What this task involves: Each entry here needs to be given again exactly.

Saved data entries:
============
pub mod file_delete;
pub mod file_download;
pub mod file_get;
pub mod file_upload;
pub mod health;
============
Reply to the exercise:
pub mod file_delete;
pub mod file_download;
pub mod file_get;
pub mod file_upload;
pub mod health;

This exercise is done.